Étant un fan de walking simulator, forcément, Firewatch me faisait de l'œil depuis un looong moment. Développé par Campo Santo, un studio indépendant qui, comme de nombreux autres studios indépendants fut formé par des vétérans, on y retrouve du joli monde, qui a principalement bossé chez Telltale (Jake Rodkin, Sean Vanaman…) ou chez Double Fine (Chris Remo, Ben Burbank…).
Bref, Firewatch étant un walking simulator, on ne se retrouve pas ici face à un titre aux mécaniques complexes, nécessitant du skill pour en voir le bout. Quoique, justement, pour un walking sim, Firewatch a quand même tendance à faire plus que les autres jeux du genre : bien que l'on soit guidé, on reste la majorité du temps libre de nos mouvements, de fouiller de droite à gauche, et le titre possède même une structure qui n'est pas sans rappeler celle des metroidvania, avec ses accessoires permettant de débloquer raccourcis et autres passages plus ou moins secrets. Forcément, ici, pas d'ennemis à abattre ou autre acte de barbarie à commettre : on nous donne une carte, on nous indique où aller, et c'est à nous de nous « débrouiller ». Si je mets bien « débrouiller » entre parenthèses, c'est que, pour un jeu prenant place dans les montagnes, Firewatch reste quand même très terre à terre, sans grandes difficultés, y compris pour se repérer, pour se débrouiller à travers ces mêmes montagnes… c'est d'ailleurs un élément que de nombreux joueurs ont eu tendance à critiquer j'ai bien l'impression, mais on y reviendra plus tard.

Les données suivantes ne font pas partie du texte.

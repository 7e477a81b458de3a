use std::fmt;
use std::rc::Rc;

use crate::CurryError;

type Target<A, R> = Rc<dyn Fn(Vec<A>) -> R>;

/// A function waiting for the rest of its arguments.
///
/// Every call either satisfies the arity and runs the target, or hands back a
/// new `Curried` holding the combined arguments. `self` is never modified, so
/// the same partial application can be reused from any number of call sites.
pub struct Curried<A, R> {
    target: Target<A, R>,
    arity: usize,
    applied: Vec<A>,
}

/// The outcome of calling a [`Curried`].
pub enum Applied<A, R> {
    /// The arity was satisfied and the target ran.
    Value(R),
    /// More arguments are needed.
    More(Curried<A, R>),
}

impl<A, R> Curried<A, R> {
    /// Curries `target` with an explicitly supplied arity.
    ///
    /// `target` always receives exactly `arity` arguments.
    pub fn with_arity<F>(arity: usize, target: F) -> Self
    where
        F: Fn(Vec<A>) -> R + 'static,
    {
        tracing::trace!(arity, "wrapping curry target");

        Self {
            target: Rc::new(target),
            arity,
            applied: Vec::new(),
        }
    }

    pub fn arity(&self) -> usize {
        self.arity
    }

    /// Number of arguments accumulated so far.
    pub fn applied(&self) -> usize {
        self.applied.len()
    }

    pub fn remaining(&self) -> usize {
        self.arity - self.applied.len()
    }
}

impl<A: Clone, R> Curried<A, R> {
    /// Supplies zero or more arguments.
    ///
    /// Arguments past the arity are dropped once it is satisfied.
    pub fn call<I>(&self, args: I) -> Applied<A, R>
    where
        I: IntoIterator<Item = A>,
    {
        let mut combined: Vec<A> = self.applied.iter().cloned().chain(args).collect();

        if combined.len() < self.arity {
            return Applied::More(Self {
                target: Rc::clone(&self.target),
                arity: self.arity,
                applied: combined,
            });
        }

        let supplied = combined.len();
        combined.truncate(self.arity);

        tracing::debug!(
            arity = self.arity,
            supplied,
            discarded = supplied - self.arity,
            "curried function satisfied"
        );

        Applied::Value((self.target)(combined))
    }
}

impl<A: Clone, R> Clone for Curried<A, R> {
    fn clone(&self) -> Self {
        Self {
            target: Rc::clone(&self.target),
            arity: self.arity,
            applied: self.applied.clone(),
        }
    }
}

impl<A: fmt::Debug, R> fmt::Debug for Curried<A, R> {
    fn fmt(&self, f: &mut fmt::Formatter<'_>) -> fmt::Result {
        f.debug_struct("Curried")
            .field("arity", &self.arity)
            .field("applied", &self.applied)
            .finish_non_exhaustive()
    }
}

impl<A, R> Applied<A, R> {
    pub fn is_satisfied(&self) -> bool {
        matches!(self, Self::Value(_))
    }

    pub fn value(self) -> Option<R> {
        match self {
            Self::Value(value) => Some(value),
            Self::More(_) => None,
        }
    }

    pub fn more(self) -> Option<Curried<A, R>> {
        match self {
            Self::Value(_) => None,
            Self::More(curried) => Some(curried),
        }
    }
}

impl<A: Clone, R> Applied<A, R> {
    /// Continues the chain with more arguments.
    ///
    /// A satisfied outcome is terminal and rejects further calls. Its value
    /// is dropped along with `self`, so take it with [`Applied::value`] first
    /// if it is still needed.
    pub fn call<I>(self, args: I) -> Result<Applied<A, R>, CurryError>
    where
        I: IntoIterator<Item = A>,
    {
        match self {
            Self::More(curried) => Ok(curried.call(args)),
            Self::Value(_) => Err(CurryError::AlreadySatisfied),
        }
    }
}

impl<A: fmt::Debug, R: fmt::Debug> fmt::Debug for Applied<A, R> {
    fn fmt(&self, f: &mut fmt::Formatter<'_>) -> fmt::Result {
        match self {
            Self::Value(value) => f.debug_tuple("Value").field(value).finish(),
            Self::More(curried) => f.debug_tuple("More").field(curried).finish(),
        }
    }
}
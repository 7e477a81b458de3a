use curry_engine::value::{curry_value, NativeFn, Value};
use curry_engine::{curry, CurryError};
use tracing_subscriber::EnvFilter;

#[curry]
fn get_sum(a: i32, b: i32, c: i32) -> i32 {
    a + b + c
}

fn main() -> Result<(), CurryError> {
    let filter = EnvFilter::try_from_default_env().unwrap_or_else(|_| EnvFilter::new("info"));
    tracing_subscriber::fmt().with_env_filter(filter).init();

    let curried = get_sum_curried();

    let all = curried.call([1, 2, 3]).value();
    let two_then_one = curried.call([1, 2]).call([3])?.value();
    let one_at_a_time = curried.call([1]).call([2])?.call([3])?.value();
    assert_eq!(all, Some(6));
    assert_eq!(two_then_one, all);
    assert_eq!(one_at_a_time, all);

    tracing::info!(?all, ?two_then_one, ?one_at_a_time, "typed get_sum");

    let dynamic = NativeFn::fixed("getSum", 3, |args| args[0].add(&args[1])?.add(&args[2]));
    let curried = curry_value(&dynamic.into(), None)?;
    let partial = curried.call([Value::Int(1)]);

    match partial.call([Value::Int(2), Value::Int(3)])?.value() {
        Some(Ok(sum)) => tracing::info!(%sum, "dynamic getSum"),
        Some(Err(error)) => tracing::warn!(%error, "dynamic getSum failed"),
        None => tracing::warn!("dynamic getSum still needs arguments"),
    }

    let mismatched = curried
        .call([Value::Int(1), Value::from("2")])
        .call([Value::Int(3)])?;
    if let Some(Err(error)) = mismatched.value() {
        tracing::info!(%error, "adding a string to an int fails when the chain is satisfied");
    }

    Ok(())
}
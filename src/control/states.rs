//! Vehicle state consumed by the position controller, validated from raw
//! estimator samples. Any component may be NaN to mark the axis invalid;
//! xy validity is joint, z position and z velocity are tracked
//! independently.

use nalgebra::Vector3;

use super::derivative::Derivative;
use crate::msg::LocalPosition;
use crate::params::Params;

pub struct ControllerStates {
    /// NED position, m.
    pub position: Vector3<f32>,
    /// NED velocity, m/s.
    pub velocity: Vector3<f32>,
    /// Filtered derivative of the negated velocity (damping input of the
    /// velocity controller).
    pub acceleration: Vector3<f32>,
    pub yaw: f32,
}

impl Default for ControllerStates {
    fn default() -> Self {
        Self {
            position: Vector3::from_element(f32::NAN),
            velocity: Vector3::from_element(f32::NAN),
            acceleration: Vector3::from_element(f32::NAN),
            yaw: 0.0,
        }
    }
}

pub struct StateValidator {
    vel_x_deriv: Derivative,
    vel_y_deriv: Derivative,
    vel_z_deriv: Derivative,
}

impl StateValidator {
    pub fn new(params: &Params) -> Self {
        Self {
            vel_x_deriv: Derivative::new(params.veld_cutoff_hz),
            vel_y_deriv: Derivative::new(params.veld_cutoff_hz),
            vel_z_deriv: Derivative::new(params.veld_cutoff_hz),
        }
    }

    pub fn handle_parameter_update(&mut self, params: &Params) {
        self.vel_x_deriv.set_cutoff(params.veld_cutoff_hz);
        self.vel_y_deriv.set_cutoff(params.veld_cutoff_hz);
        self.vel_z_deriv.set_cutoff(params.veld_cutoff_hz);
    }

    /// Map a raw estimator sample onto `states`, axis by axis.
    ///
    /// `_vz_setpoint` is the vertical velocity currently demanded of the
    /// vehicle. An earlier revision blended the position-derivative into
    /// the velocity estimate while `|vz_setpoint|` was below the landing
    /// speed; the raw estimator velocity won out and the blend is gone,
    /// but the demand stays part of the interface so the call site keeps
    /// feeding it.
    pub fn update(
        &mut self,
        states: &mut ControllerStates,
        sample: &LocalPosition,
        _vz_setpoint: f32,
        dt: f32,
    ) {
        if sample.timestamp == 0 {
            // Nothing received yet.
            return;
        }

        if sample.xy_valid && sample.x.is_finite() && sample.y.is_finite() {
            states.position.x = sample.x;
            states.position.y = sample.y;
        } else {
            states.position.x = f32::NAN;
            states.position.y = f32::NAN;
        }

        if sample.z_valid && sample.z.is_finite() {
            states.position.z = sample.z;
        } else {
            states.position.z = f32::NAN;
        }

        if sample.v_xy_valid && sample.vx.is_finite() && sample.vy.is_finite() {
            states.velocity.x = sample.vx;
            states.velocity.y = sample.vy;
            states.acceleration.x = self.vel_x_deriv.update(-states.velocity.x, dt);
            states.acceleration.y = self.vel_y_deriv.update(-states.velocity.y, dt);
        } else {
            states.velocity.x = f32::NAN;
            states.velocity.y = f32::NAN;
            states.acceleration.x = f32::NAN;
            states.acceleration.y = f32::NAN;
            // No valid velocity; keep the filters coherent.
            self.vel_x_deriv.update(0.0, dt);
            self.vel_y_deriv.update(0.0, dt);
        }

        if sample.vz.is_finite() {
            states.velocity.z = sample.vz;
            states.acceleration.z = self.vel_z_deriv.update(-states.velocity.z, dt);
        } else {
            states.velocity.z = f32::NAN;
            states.acceleration.z = f32::NAN;
            self.vel_z_deriv.update(0.0, dt);
        }

        if sample.yaw.is_finite() {
            states.yaw = sample.yaw;
        }
    }
}
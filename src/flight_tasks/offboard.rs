//! Offboard task: relays the external trajectory stream. Activation
//! requires at least one fresh sample; a stream that goes stale fails the
//! update so the controller can fall into its failsafe.

use crate::msg::{Constraints, Setpoint};
use crate::params::Params;

use super::{default_constraints, TaskError, TaskInputs};

/// A stream older than this is considered lost.
const STREAM_TIMEOUT_US: u64 = 500_000;

pub struct OffboardTask {
    setpoint: Setpoint,
    constraints: Constraints,
}

impl OffboardTask {
    pub fn activate(params: &Params, inputs: &TaskInputs) -> Result<Self, TaskError> {
        let Some(setpoint) = inputs.offboard else {
            return Err(TaskError::ActivationFailed);
        };
        if stream_stale(&setpoint, inputs.now_us) {
            return Err(TaskError::ActivationFailed);
        }
        Ok(Self {
            setpoint,
            constraints: default_constraints(params),
        })
    }

    pub fn update(&mut self, inputs: &TaskInputs) -> bool {
        if let Some(setpoint) = inputs.offboard {
            self.setpoint = setpoint;
        }
        !stream_stale(&self.setpoint, inputs.now_us)
    }

    pub fn setpoint(&self) -> Setpoint {
        self.setpoint
    }

    pub fn constraints(&self) -> Constraints {
        self.constraints
    }
}

fn stream_stale(setpoint: &Setpoint, now_us: u64) -> bool {
    now_us.saturating_sub(setpoint.timestamp) > STREAM_TIMEOUT_US
}
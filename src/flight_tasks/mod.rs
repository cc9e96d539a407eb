//! Flight tasks: black-box generators of `(setpoint, constraints)` for
//! one navigation mode each. The collection owns at most one active task;
//! the controller switches tasks as the navigation state changes and
//! falls back through a cascade when an activation fails.

mod auto;
mod manual;
mod offboard;

pub use auto::AutoLineTask;
pub use manual::{AltitudeTask, ManualFlavor, PositionTask, StabilizedTask};
pub use offboard::OffboardTask;

use crate::control::states::ControllerStates;
use crate::msg::{AutoTarget, Constraints, Setpoint};
use crate::params::Params;

#[derive(Clone, Copy, PartialEq, Eq, Debug)]
#[cfg_attr(feature = "defmt", derive(defmt::Format))]
pub enum FlightTaskIndex {
    None,
    Stabilized,
    Altitude,
    Position,
    PositionSmooth,
    Sport,
    Offboard,
    AutoLine,
    AutoFollowMe,
}

#[derive(Clone, Copy, PartialEq, Eq, Debug)]
#[cfg_attr(feature = "defmt", derive(defmt::Format))]
pub enum TaskError {
    /// The task cannot run with the current vehicle state or inputs.
    ActivationFailed,
    /// The task is not available on this build.
    NotImplemented,
}

impl TaskError {
    pub fn as_str(&self) -> &'static str {
        match self {
            TaskError::ActivationFailed => "activation failed",
            TaskError::NotImplemented => "not implemented",
        }
    }
}

/// Per-tick inputs a task may consume besides the vehicle state.
#[derive(Clone, Copy, Default)]
pub struct TaskInputs {
    pub now_us: u64,
    pub offboard: Option<Setpoint>,
    pub auto_target: Option<AutoTarget>,
}

/// Constraints every task starts from; tasks tighten what they care about.
pub(crate) fn default_constraints(params: &Params) -> Constraints {
    Constraints {
        speed_up: params.vel_max_up,
        speed_down: params.vel_max_down,
        min_distance_to_ground: f32::NAN,
        tilt_max: params.tilt_max_air,
        landing_gear: None,
    }
}

enum ActiveTask {
    Stabilized(StabilizedTask),
    Altitude(AltitudeTask),
    Position(PositionTask),
    Offboard(OffboardTask),
    AutoLine(AutoLineTask),
}

pub struct FlightTasks {
    index: FlightTaskIndex,
    task: Option<ActiveTask>,
    params: Params,
}

impl FlightTasks {
    pub fn new(params: Params) -> Self {
        Self {
            index: FlightTaskIndex::None,
            task: None,
            params,
        }
    }

    pub fn is_any_task_active(&self) -> bool {
        self.task.is_some()
    }

    pub fn active_index(&self) -> FlightTaskIndex {
        self.index
    }

    pub fn handle_parameter_update(&mut self, params: Params) {
        self.params = params;
    }

    /// Activate the task for `index`, replacing whatever ran before. On
    /// failure no task is left active and the error goes back to the
    /// selector cascade.
    pub fn switch_task(
        &mut self,
        index: FlightTaskIndex,
        states: &ControllerStates,
        inputs: &TaskInputs,
    ) -> Result<(), TaskError> {
        if index == self.index && self.task.is_some() {
            // Already running.
            return Ok(());
        }

        self.task = None;
        self.index = FlightTaskIndex::None;

        let task = match index {
            FlightTaskIndex::None => return Ok(()),
            FlightTaskIndex::Stabilized => {
                ActiveTask::Stabilized(StabilizedTask::activate(states, &self.params)?)
            }
            FlightTaskIndex::Altitude => {
                ActiveTask::Altitude(AltitudeTask::activate(states, &self.params)?)
            }
            FlightTaskIndex::Position => ActiveTask::Position(PositionTask::activate(
                states,
                &self.params,
                ManualFlavor::Position,
            )?),
            FlightTaskIndex::PositionSmooth => ActiveTask::Position(PositionTask::activate(
                states,
                &self.params,
                ManualFlavor::Smooth,
            )?),
            FlightTaskIndex::Sport => ActiveTask::Position(PositionTask::activate(
                states,
                &self.params,
                ManualFlavor::Sport,
            )?),
            FlightTaskIndex::Offboard => {
                ActiveTask::Offboard(OffboardTask::activate(&self.params, inputs)?)
            }
            FlightTaskIndex::AutoLine => {
                ActiveTask::AutoLine(AutoLineTask::activate(states, &self.params)?)
            }
            FlightTaskIndex::AutoFollowMe => return Err(TaskError::NotImplemented),
        };

        self.task = Some(task);
        self.index = index;
        Ok(())
    }

    /// Run the active task for one tick. `false` means the task could not
    /// produce a setpoint; the caller then synthesizes a failsafe.
    pub fn update(&mut self, states: &ControllerStates, inputs: &TaskInputs) -> bool {
        match &mut self.task {
            Some(ActiveTask::Stabilized(t)) => t.update(states),
            Some(ActiveTask::Altitude(t)) => t.update(states),
            Some(ActiveTask::Position(t)) => t.update(states),
            Some(ActiveTask::Offboard(t)) => t.update(inputs),
            Some(ActiveTask::AutoLine(t)) => t.update(states, inputs),
            None => false,
        }
    }

    pub fn position_setpoint(&self) -> Setpoint {
        match &self.task {
            Some(ActiveTask::Stabilized(t)) => t.setpoint(),
            Some(ActiveTask::Altitude(t)) => t.setpoint(),
            Some(ActiveTask::Position(t)) => t.setpoint(),
            Some(ActiveTask::Offboard(t)) => t.setpoint(),
            Some(ActiveTask::AutoLine(t)) => t.setpoint(),
            None => Setpoint::default(),
        }
    }

    pub fn constraints(&self) -> Constraints {
        match &self.task {
            Some(ActiveTask::Stabilized(t)) => t.constraints(),
            Some(ActiveTask::Altitude(t)) => t.constraints(),
            Some(ActiveTask::Position(t)) => t.constraints(),
            Some(ActiveTask::Offboard(t)) => t.constraints(),
            Some(ActiveTask::AutoLine(t)) => t.constraints(),
            None => default_constraints(&self.params),
        }
    }
}

#[cfg(test)]
mod tests {
    use super::*;
    use nalgebra::Vector3;

    fn valid_states() -> ControllerStates {
        ControllerStates {
            position: Vector3::new(1.0, 2.0, -3.0),
            velocity: Vector3::zeros(),
            acceleration: Vector3::zeros(),
            yaw: 0.3,
        }
    }

    #[test]
    fn position_task_needs_a_full_state() {
        let mut tasks = FlightTasks::new(Params::DEFAULT);
        let err = tasks.switch_task(
            FlightTaskIndex::Position,
            &ControllerStates::default(),
            &TaskInputs::default(),
        );
        assert_eq!(err, Err(TaskError::ActivationFailed));
        assert!(!tasks.is_any_task_active());

        let ok = tasks.switch_task(
            FlightTaskIndex::Position,
            &valid_states(),
            &TaskInputs::default(),
        );
        assert_eq!(ok, Ok(()));
        assert_eq!(tasks.active_index(), FlightTaskIndex::Position);
    }

    #[test]
    fn switching_to_the_running_task_is_a_no_op() {
        let mut tasks = FlightTasks::new(Params::DEFAULT);
        tasks
            .switch_task(
                FlightTaskIndex::Stabilized,
                &valid_states(),
                &TaskInputs::default(),
            )
            .unwrap();
        assert!(tasks
            .switch_task(
                FlightTaskIndex::Stabilized,
                &ControllerStates::default(),
                &TaskInputs::default(),
            )
            .is_ok());
        assert!(tasks.is_any_task_active());
    }

    #[test]
    fn follow_me_reports_not_implemented() {
        let mut tasks = FlightTasks::new(Params::DEFAULT);
        let err = tasks.switch_task(
            FlightTaskIndex::AutoFollowMe,
            &valid_states(),
            &TaskInputs::default(),
        );
        assert_eq!(err, Err(TaskError::NotImplemented));
        assert!(!tasks.is_any_task_active());
    }

    #[test]
    fn position_hold_tracks_the_captured_point() {
        let mut tasks = FlightTasks::new(Params::DEFAULT);
        tasks
            .switch_task(
                FlightTaskIndex::Position,
                &valid_states(),
                &TaskInputs::default(),
            )
            .unwrap();
        assert!(tasks.update(&valid_states(), &TaskInputs::default()));
        let sp = tasks.position_setpoint();
        assert_eq!(sp.x, 1.0);
        assert_eq!(sp.y, 2.0);
        assert_eq!(sp.z, -3.0);
        assert_eq!(sp.yaw, 0.3);
    }

    #[test]
    fn deactivation_clears_the_task() {
        let mut tasks = FlightTasks::new(Params::DEFAULT);
        tasks
            .switch_task(
                FlightTaskIndex::Stabilized,
                &valid_states(),
                &TaskInputs::default(),
            )
            .unwrap();
        tasks
            .switch_task(
                FlightTaskIndex::None,
                &valid_states(),
                &TaskInputs::default(),
            )
            .unwrap();
        assert!(!tasks.is_any_task_active());
        assert_eq!(tasks.active_index(), FlightTaskIndex::None);
    }
}
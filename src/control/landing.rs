//! Thrust shaping around ground contact and touchdown.
//!
//! The land detector decides in stages (ground contact, maybe landed,
//! landed); each stage gets its own thrust response so the detector sees
//! a vehicle that stops fighting the ground, and the controller's
//! integrators forget the contact forces.

use nalgebra::Vector3;

use super::position::PositionControl;
use super::states::ControllerStates;
use crate::msg::{Constraints, GearCommand, LandDetected, Setpoint};

/// Post-controller thrust adjustment while the land detector is deciding.
pub fn limit_thrust_during_landing(
    thr_sp: &mut Vector3<f32>,
    land: &LandDetected,
    control: &mut PositionControl,
) {
    if land.ground_contact {
        // Stop pushing sideways against the ground; the integrator does
        // not know about the override and would keep winding up.
        thr_sp.x = 0.0;
        thr_sp.y = 0.0;
        control.reset_integral_xy();
    }

    if land.maybe_landed {
        // Cutting all thrust helps the detector confirm the touchdown.
        *thr_sp = Vector3::zeros();
        control.reset_integral_xy();
        control.reset_integral_z();
    }
}

/// Pre-controller override while landed with no vertical thrust demand:
/// keep the throttle low, drop every trajectory constraint and hold the
/// current heading.
pub fn apply_landed_idle(
    setpoint: &mut Setpoint,
    constraints: &mut Constraints,
    states: &ControllerStates,
) {
    setpoint.thrust = [0.0; 3];
    setpoint.x = f32::NAN;
    setpoint.y = f32::NAN;
    setpoint.z = f32::NAN;
    setpoint.vx = f32::NAN;
    setpoint.vy = f32::NAN;
    setpoint.vz = f32::NAN;
    setpoint.yaw_speed = f32::NAN;
    setpoint.yaw = states.yaw;
    constraints.landing_gear = Some(GearCommand::Keep);
}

Mais quitte à devoir absolument parler du gameplay, pour le coup, j'aurais davantage tendance à critiquer certaines mécaniques grossières : des buissons étant par exemple placés un plein milieu d'un sentier afin de nous bloquer le chemin. Ça fait très « artificiel » et on a déjà vu plus subtil, y compris dans d'autres jeux indés plus modestes. Dans la même veine, si le fait d'avoir une carte recentrée autour d'un lieu bien précis, la tour de guet, est logique, force est de constater que la taille de cette même carte jure avec le principal modèle qui a servi pour les développeurs : le parc national de Yosemite. Enfin, il faut accepter le fait de se balader dans un parc avec une faune quasi inexistante. Si cela permet de mettre en valeur les rares rencontres que nous pourrons faire avec un raton laveur ou une tortue par exemple, là encore cela nuit à la crédibilité de son univers. M'enfin, on reste sur des défauts minimes, compréhensibles pour un jeu indé.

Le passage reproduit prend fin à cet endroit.